#[cfg(test)]
pub mod test {
    use super::*;
    use crate::mesh::halfedge::test::{single_triangle, two_triangle_quad};
    use crate::mesh::halfedge::validation::validate_topology;

    fn euler(mesh: &MeshConnectivity) -> i64 {
        mesh.num_vertices() as i64 - mesh.num_edges() as i64 + mesh.num_faces() as i64
    }

    pub fn hexagon_fan() -> MeshConnectivity {
        let mut positions = vec![Vec3::ZERO];
        for i in 0..6 {
            let angle = i as f32 * std::f32::consts::TAU / 6.0;
            positions.push(Vec3::new(angle.cos(), angle.sin(), 0.0));
        }
        let mut indices = vec![];
        for i in 0..6u32 {
            indices.extend([0, 1 + i, 1 + (i + 1) % 6]);
        }
        MeshConnectivity::from_buffers(&positions, &indices).unwrap()
    }

    /// Triangular bipyramid: poles a, b over the equator triangle (c, d, e).
    fn bipyramid() -> MeshConnectivity {
        let positions = [
            Vec3::new(0.0, 0.0, 1.0),
            Vec3::new(0.0, 0.0, -1.0),
            Vec3::new(1.0, 0.0, 0.0),
            Vec3::new(-0.5, 0.86, 0.0),
            Vec3::new(-0.5, -0.86, 0.0),
        ];
        let indices = [
            0, 2, 3, //
            0, 3, 4, //
            0, 4, 2, //
            1, 3, 2, //
            1, 4, 3, //
            1, 2, 4,
        ];
        MeshConnectivity::from_buffers(&positions, &indices).unwrap()
    }

    #[test]
    fn split_interior_edge_euler_deltas() {
        let mut mesh = two_triangle_quad();
        let diagonal = mesh
            .iter_edges()
            .find(|(_, e)| e.kind() == EdgeKind::Manifold)
            .map(|(id, _)| id)
            .unwrap();

        let (v0, e0, f0) = (mesh.num_vertices(), mesh.num_edges(), mesh.num_faces());
        let chi = euler(&mesh);
        let x = split_edge(&mut mesh, diagonal, 0.5).unwrap();

        assert_eq!(mesh.num_vertices(), v0 + 1);
        assert_eq!(mesh.num_edges(), e0 + 3);
        assert_eq!(mesh.num_faces(), f0 + 2);
        assert_eq!(euler(&mesh), chi);
        assert!(validate_topology(&mesh).is_valid());

        // The midpoint of the unit-square diagonal
        assert!(mesh
            .vertex_position(x)
            .abs_diff_eq(Vec3::new(0.5, 0.5, 0.0), 1e-6));
        // Interior vertex, no skeleton edges around it
        assert_eq!(mesh[x].kind(), VertexKind::Manifold);
    }

    #[test]
    fn split_boundary_edge_inherits_kind() {
        let mut mesh = single_triangle();
        let (e, _) = mesh.iter_edges().next().unwrap();
        let (v0, e0, f0) = (mesh.num_vertices(), mesh.num_edges(), mesh.num_faces());

        let x = split_edge(&mut mesh, e, 0.5).unwrap();

        assert_eq!(mesh.num_vertices(), v0 + 1);
        assert_eq!(mesh.num_edges(), e0 + 2);
        assert_eq!(mesh.num_faces(), f0 + 1);
        assert!(validate_topology(&mesh).is_valid());

        // Both halves are boundary edges, so the new vertex is open-book
        assert_eq!(mesh[x].kind(), VertexKind::OpenBook);
    }

    #[test]
    fn split_feature_edge_keeps_feature_halves() {
        let mut mesh = two_triangle_quad();
        let diagonal = mesh
            .iter_edges()
            .find(|(_, e)| e.kind() == EdgeKind::Manifold)
            .map(|(id, _)| id)
            .unwrap();
        let (a, b) = mesh.edge_endpoints(diagonal);
        mesh.mark_feature_edge(a, b).unwrap();

        let x = split_edge(&mut mesh, diagonal, 0.5).unwrap();

        let half_a = mesh.edge_between(a, x).unwrap();
        let half_b = mesh.edge_between(x, b).unwrap();
        assert_eq!(mesh[half_a].kind(), EdgeKind::Feature);
        assert_eq!(mesh[half_b].kind(), EdgeKind::Feature);
        assert_eq!(mesh[x].kind(), VertexKind::OpenBook);
        assert!(validate_topology(&mesh).is_valid());
    }

    #[test]
    fn collapse_fan_spoke() {
        let mut mesh = hexagon_fan();
        let center = mesh
            .iter_vertices()
            .find(|(_, v)| v.kind() == VertexKind::Manifold)
            .map(|(id, _)| id)
            .unwrap();
        let spoke = mesh.incident_edges(center)[0];
        let chi = euler(&mesh);

        let survivor = collapse_edge(&mut mesh, spoke).unwrap();

        // The boundary ring vertex outranks the interior center
        assert_ne!(survivor, center);
        assert!(!mesh.vertex_exists(center));
        assert_eq!(mesh.num_faces(), 4);
        assert_eq!(mesh.num_vertices(), 6);
        assert_eq!(mesh.num_edges(), 9);
        assert_eq!(euler(&mesh), chi);
        assert!(validate_topology(&mesh).is_valid());
    }

    #[test]
    fn collapse_rejects_link_condition_violation() {
        let mut mesh = bipyramid();
        // The equator edges fail the link condition: both poles plus the
        // third equator vertex are common neighbors, but only two faces are
        // shared.
        let equator = mesh
            .iter_edges()
            .find(|(_, edge)| {
                let (a, b) = edge.endpoints();
                mesh.vertex_neighbors(a)
                    .iter()
                    .filter(|&&n| n != b && mesh.vertex_neighbors(b).contains(&n))
                    .count()
                    > 2
            })
            .map(|(id, _)| id)
            .unwrap();

        let err = collapse_edge(&mut mesh, equator).unwrap_err();
        assert_eq!(
            err.downcast_ref::<OpRejection>(),
            Some(&OpRejection::LinkConditionViolated)
        );
        // The mesh is untouched
        assert_eq!(mesh.num_faces(), 6);
        assert!(validate_topology(&mesh).is_valid());
    }

    #[test]
    fn collapse_boundary_edge_takes_midpoint() {
        let mut mesh = hexagon_fan();
        let boundary = mesh
            .iter_edges()
            .find(|(_, e)| e.kind() == EdgeKind::Boundary)
            .map(|(id, _)| id)
            .unwrap();
        let (a, b) = mesh.edge_endpoints(boundary);
        let expected = (mesh.vertex_position(a) + mesh.vertex_position(b)) * 0.5;

        let survivor = collapse_edge(&mut mesh, boundary).unwrap();
        assert!(mesh.vertex_position(survivor).abs_diff_eq(expected, 1e-6));
        assert!(validate_topology(&mesh).is_valid());
    }

    #[test]
    fn flip_quad_diagonal() {
        let mut mesh = two_triangle_quad();
        let diagonal = mesh
            .iter_edges()
            .find(|(_, e)| e.kind() == EdgeKind::Manifold)
            .map(|(id, _)| id)
            .unwrap();
        let (a, b) = mesh.edge_endpoints(diagonal);
        let chi = euler(&mesh);

        flip_edge(&mut mesh, diagonal).unwrap();

        assert!(mesh.edge_between(a, b).is_none());
        assert_eq!(mesh.num_vertices(), 4);
        assert_eq!(mesh.num_edges(), 5);
        assert_eq!(mesh.num_faces(), 2);
        assert_eq!(euler(&mesh), chi);
        assert!(validate_topology(&mesh).is_valid());

        // The new diagonal has the flipped length
        let (c, d) = mesh.edge_endpoints(diagonal);
        let expected = mesh.vertex_position(c).distance(mesh.vertex_position(d));
        assert!((mesh[diagonal].length() - expected).abs() < 1e-6);
    }

    #[test]
    fn flip_rejects_boundary_and_skeleton_edges() {
        let mut mesh = two_triangle_quad();
        let boundary = mesh
            .iter_edges()
            .find(|(_, e)| e.kind() == EdgeKind::Boundary)
            .map(|(id, _)| id)
            .unwrap();
        let err = flip_edge(&mut mesh, boundary).unwrap_err();
        assert_eq!(
            err.downcast_ref::<OpRejection>(),
            Some(&OpRejection::NotFlippable)
        );
    }

    #[test]
    fn flip_rejects_non_convex_quad() {
        // A dart: d sits inside triangle (a, b, c), so the quad around the
        // shared edge is not convex.
        let positions = [
            Vec3::new(0.0, 0.0, 0.0),
            Vec3::new(1.0, 0.0, 0.0),
            Vec3::new(0.5, 2.0, 0.0),
            Vec3::new(0.5, 0.2, 0.0),
        ];
        let indices = [0, 1, 2, 1, 0, 3];
        let mut mesh = MeshConnectivity::from_buffers(&positions, &indices).unwrap();
        let shared = mesh
            .iter_edges()
            .find(|(_, e)| e.kind() == EdgeKind::Manifold)
            .map(|(id, _)| id)
            .unwrap();

        let err = flip_edge(&mut mesh, shared).unwrap_err();
        assert_eq!(
            err.downcast_ref::<OpRejection>(),
            Some(&OpRejection::NonConvexQuad)
        );
    }

    #[test]
    fn delaunay_pass_fixes_sliver_diagonal() {
        // Two slivers sharing a long diagonal; the opposite angles are both
        // obtuse, so the shared edge must flip.
        let positions = [
            Vec3::new(-1.0, 0.0, 0.0),
            Vec3::new(1.0, 0.0, 0.0),
            Vec3::new(0.0, 0.2, 0.0),
            Vec3::new(0.0, -0.2, 0.0),
        ];
        let indices = [0, 1, 2, 1, 0, 3];
        let mut mesh = MeshConnectivity::from_buffers(&positions, &indices).unwrap();

        let flips = delaunay_pass(&mut mesh).unwrap();
        assert_eq!(flips, 1);
        assert!(validate_topology(&mesh).is_valid());

        for (e, _) in mesh.iter_edges() {
            assert!(is_delaunay(&mesh, e));
        }
    }

    #[test]
    fn smoothing_pulls_center_toward_ring_centroid() {
        let mut mesh = hexagon_fan();
        let center = mesh
            .iter_vertices()
            .find(|(_, v)| v.kind() == VertexKind::Manifold)
            .map(|(id, _)| id)
            .unwrap();
        // Nudge the center off the ring centroid
        mesh.set_vertex_position(center, Vec3::new(0.3, 0.1, 0.0));
        let skeleton = Skeleton::build(&mesh);

        let moved = smooth_vertex(&mut mesh, &skeleton, center, 0.5).unwrap();
        assert!(moved);
        // The ring centroid is the origin; damping 0.5 halves the offset
        assert!(mesh
            .vertex_position(center)
            .abs_diff_eq(Vec3::new(0.15, 0.05, 0.0), 1e-5));
    }

    #[test]
    fn smoothing_keeps_open_book_vertices_on_the_boundary() {
        let mut mesh = hexagon_fan();
        let skeleton = Skeleton::build(&mesh);
        let ring: Vec<VertexId> = mesh
            .iter_vertices()
            .filter(|(_, v)| v.kind() == VertexKind::OpenBook)
            .map(|(id, _)| id)
            .collect();

        for v in ring {
            let before = mesh.vertex_position(v);
            let _ = smooth_vertex(&mut mesh, &skeleton, v, 0.5);
            let after = mesh.vertex_position(v);
            // Still on the unit hexagon's perimeter: projecting back onto
            // the skeleton keeps boundary vertices on the boundary polyline
            let proj = skeleton.project_point(&mesh, after).unwrap();
            assert!(proj.distance < 1e-5);
            // And the move stayed in the plane
            assert_eq!(after.z, before.z);
        }
    }
}
// Copyright (C) 2023 setzer22 and contributors
//
// This Source Code Form is subject to the terms of the Mozilla Public
// License, v. 2.0. If a copy of the MPL was not distributed with this
// file, You can obtain one at https://mozilla.org/MPL/2.0/.

use serde::{Deserialize, Serialize};

use super::RepairOp;
use crate::prelude::*;

/// How to resolve an edge with more than two incident faces.
#[derive(Debug, Clone, Copy, PartialEq, Eq, Default, Serialize, Deserialize)]
#[serde(rename_all = "lowercase")]
pub enum NonManifoldStrategy {
    /// Detach every extra face by duplicating one shared endpoint per face
    /// and rebuilding the face over the duplicate.
    Split,
    /// Delete the extra faces outright.
    Collapse,
    /// Split long edges (above the mean edge length), collapse short ones.
    #[default]
    Auto,
}

/// Repairs edges bounded by more than two faces. Two faces stay attached to
/// the edge; the rest are either re-homed onto duplicated vertices or
/// deleted, depending on the strategy.
#[derive(Debug, Clone, Copy, Default)]
pub struct RepairNonManifoldEdges {
    pub strategy: NonManifoldStrategy,
}

fn find_non_manifold(mesh: &MeshConnectivity) -> Vec<EdgeId> {
    mesh.iter_edges()
        .filter(|(_, e)| e.halfedges().len() > 2)
        .map(|(e, _)| e)
        .collect()
}

impl RepairOp for RepairNonManifoldEdges {
    fn name(&self) -> &'static str {
        "repair_non_manifold_edges"
    }

    fn detect(&self, mesh: &MeshConnectivity) -> usize {
        find_non_manifold(mesh).len()
    }

    fn repair(&self, mesh: &mut MeshConnectivity) -> Result<usize> {
        let mean_length = mesh.mean_edge_length();
        let defects = find_non_manifold(mesh);
        let mut fixed = 0;

        for e in defects {
            // Earlier repairs may have already resolved this edge
            let still_bad = mesh
                .edge(e)
                .map(|edge| edge.halfedges().len() > 2)
                .unwrap_or(false);
            if !still_bad {
                continue;
            }

            let strategy = match self.strategy {
                NonManifoldStrategy::Auto => {
                    if mesh[e].length() > mean_length {
                        NonManifoldStrategy::Split
                    } else {
                        NonManifoldStrategy::Collapse
                    }
                }
                explicit => explicit,
            };

            let faces = mesh.edge_faces(e);
            if faces.len() <= 2 {
                continue;
            }
            let extra: Vec<FaceId> = faces[2..].to_vec();

            match strategy {
                NonManifoldStrategy::Split => {
                    // The duplicated endpoint is the canonical first one
                    let (dup_source, _) = mesh.edge_endpoints(e);
                    let dup_position = mesh.vertex_position(dup_source);
                    let dup_marked = mesh[dup_source].marked;

                    for f in extra {
                        let vs = mesh.face_vertices(f);
                        if vs.len() != 3 {
                            continue;
                        }
                        mesh.remove_face(f)?;
                        let dup = mesh.alloc_vertex(dup_position);
                        mesh[dup].marked = dup_marked;
                        let rebuilt: SVec<VertexId> = vs
                            .iter()
                            .map(|&v| if v == dup_source { dup } else { v })
                            .collect();
                        mesh.add_triangle(rebuilt[0], rebuilt[1], rebuilt[2])?;

                        let mut to_classify = rebuilt;
                        to_classify.push(dup_source);
                        for v in to_classify {
                            if mesh.vertex_exists(v) {
                                mesh.classify_vertex(v);
                            }
                        }
                    }
                }
                NonManifoldStrategy::Collapse | NonManifoldStrategy::Auto => {
                    for f in extra {
                        if mesh.face(f).is_some() {
                            mesh.remove_face(f)?;
                        }
                    }
                }
            }
            fixed += 1;
        }

        Ok(fixed)
    }
}
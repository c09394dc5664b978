// Copyright (C) 2023 setzer22 and contributors
//
// This Source Code Form is subject to the terms of the Mozilla Public
// License, v. 2.0. If a copy of the MPL was not distributed with this
// file, You can obtain one at https://mozilla.org/MPL/2.0/.

use std::ops::{Add, Mul, Sub};

use float_ord::FloatOrd;

#[derive(Clone, Copy, Debug, PartialEq, Eq, PartialOrd, Ord, Hash)]
pub struct Vec3Ord([FloatOrd<f32>; 3]);

pub trait ToOrd<T>
where
    T: Eq + PartialEq + Ord + PartialOrd + std::hash::Hash + Copy,
{
    fn to_ord(&self) -> T;
}

impl ToOrd<Vec3Ord> for glam::Vec3 {
    fn to_ord(&self) -> Vec3Ord {
        Vec3Ord([FloatOrd(self.x), FloatOrd(self.y), FloatOrd(self.z)])
    }
}

pub trait ToVec<T> {
    fn to_vec(&self) -> T;
}

impl ToVec<glam::Vec3> for Vec3Ord {
    fn to_vec(&self) -> glam::Vec3 {
        glam::Vec3::new(self.0[0].0, self.0[1].0, self.0[2].0)
    }
}

pub fn lerp<T>(start: T, end: T, t: f32) -> T
where
    T: Copy + Add<Output = T> + Sub<Output = T> + Mul<f32, Output = T>,
{
    start + (end - start) * t
}
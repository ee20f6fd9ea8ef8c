//! Plain-text rendering for terminal output. Styling is applied by the caller.

use console::{Alignment, measure_text_width, pad_str};
use core_types::{CollectionSchema, Document};
use query::{PageWindow, format_cell};

/// Widest a table column may grow before cells are truncated.
pub const MAX_COLUMN_WIDTH: usize = 32;

/// Header line followed by one line per document.
pub fn document_table(columns: &[&str], documents: &[Document]) -> Vec<String> {
    let rows: Vec<Vec<String>> = documents
        .iter()
        .map(|doc| {
            columns
                .iter()
                .map(|col| doc.get(*col).map_or_else(|| "-".to_string(), format_cell))
                .collect()
        })
        .collect();

    let widths: Vec<usize> = columns
        .iter()
        .enumerate()
        .map(|(i, col)| {
            rows.iter()
                .map(|row| measure_text_width(&row[i]))
                .chain(std::iter::once(measure_text_width(col)))
                .max()
                .unwrap_or(0)
                .min(MAX_COLUMN_WIDTH)
        })
        .collect();

    let mut out = Vec::with_capacity(rows.len() + 1);
    out.push(join_cells(columns.iter().copied(), &widths));
    for row in &rows {
        out.push(join_cells(row.iter().map(String::as_str), &widths));
    }
    out
}

fn join_cells<'a>(cells: impl Iterator<Item = &'a str>, widths: &[usize]) -> String {
    cells
        .zip(widths)
        .map(|(cell, &w)| pad_str(cell, w, Alignment::Left, Some("…")).into_owned())
        .collect::<Vec<_>>()
        .join("  ")
        .trim_end()
        .to_string()
}

pub fn page_summary(window: &PageWindow, took_ms: u64) -> String {
    if window.found == 0 {
        return format!("No documents found ({took_ms} ms)");
    }
    if window.is_past_end() {
        return format!(
            "Page {} is past the last page ({}) | {} found | {took_ms} ms",
            window.page, window.total_pages, window.found
        );
    }
    format!(
        "Showing {}-{} of {} | page {}/{} | {took_ms} ms",
        window.first_row, window.last_row, window.found, window.page, window.total_pages
    )
}

/// One line per collection: name, counts, and the fields that take a filter.
pub fn collection_lines(collections: &[&CollectionSchema]) -> Vec<String> {
    let width = collections
        .iter()
        .map(|c| measure_text_width(&c.name))
        .max()
        .unwrap_or(0);
    collections
        .iter()
        .map(|c| {
            let line = format!(
                "{}  {:>8} docs  {:>3} fields",
                pad_str(&c.name, width, Alignment::Left, None),
                c.num_documents,
                c.fields.len()
            );
            let filterable: Vec<&str> = c.filterable_fields().map(|f| f.name.as_str()).collect();
            if filterable.is_empty() {
                line
            } else {
                format!("{line}  filterable: {}", filterable.join(", "))
            }
        })
        .collect()
}
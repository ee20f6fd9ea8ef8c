use client::ServiceError;
use thiserror::Error;

/// Failure recorded in the browser's error field.
///
/// Displays as the underlying service message.
#[derive(Debug, Clone, PartialEq, Eq, Error)]
pub enum BrowserError {
    /// Schema fetch failed; no schema is loaded.
    #[error("{source}")]
    SchemaLoad {
        collection: String,
        #[source]
        source: ServiceError,
    },
    /// Search failed; the schema stays loaded, documents are cleared.
    #[error("{source}")]
    Search {
        collection: String,
        #[source]
        source: ServiceError,
    },
}

impl BrowserError {
    pub fn collection(&self) -> &str {
        match self {
            Self::SchemaLoad { collection, .. } | Self::Search { collection, .. } => collection,
        }
    }

    pub const fn service_error(&self) -> &ServiceError {
        match self {
            Self::SchemaLoad { source, .. } | Self::Search { source, .. } => source,
        }
    }
}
§ §
Task statement: Set down each line of the material verbatim, from the first line through the line that contains "let angle = i".

Problem solution:
#[cfg(test)]
pub mod test {
    use super::*;
    use crate::mesh::halfedge::test::{single_triangle, two_triangle_quad};
    use crate::mesh::halfedge::validation::validate_topology;

    fn euler(mesh: &MeshConnectivity) -> i64 {
        mesh.num_vertices() as i64 - mesh.num_edges() as i64 + mesh.num_faces() as i64
    }

    pub fn hexagon_fan() -> MeshConnectivity {
        let mut positions = vec![Vec3::ZERO];
        for i in 0..6 {
            let angle = i as f32 * std::f32::consts::TAU / 6.0;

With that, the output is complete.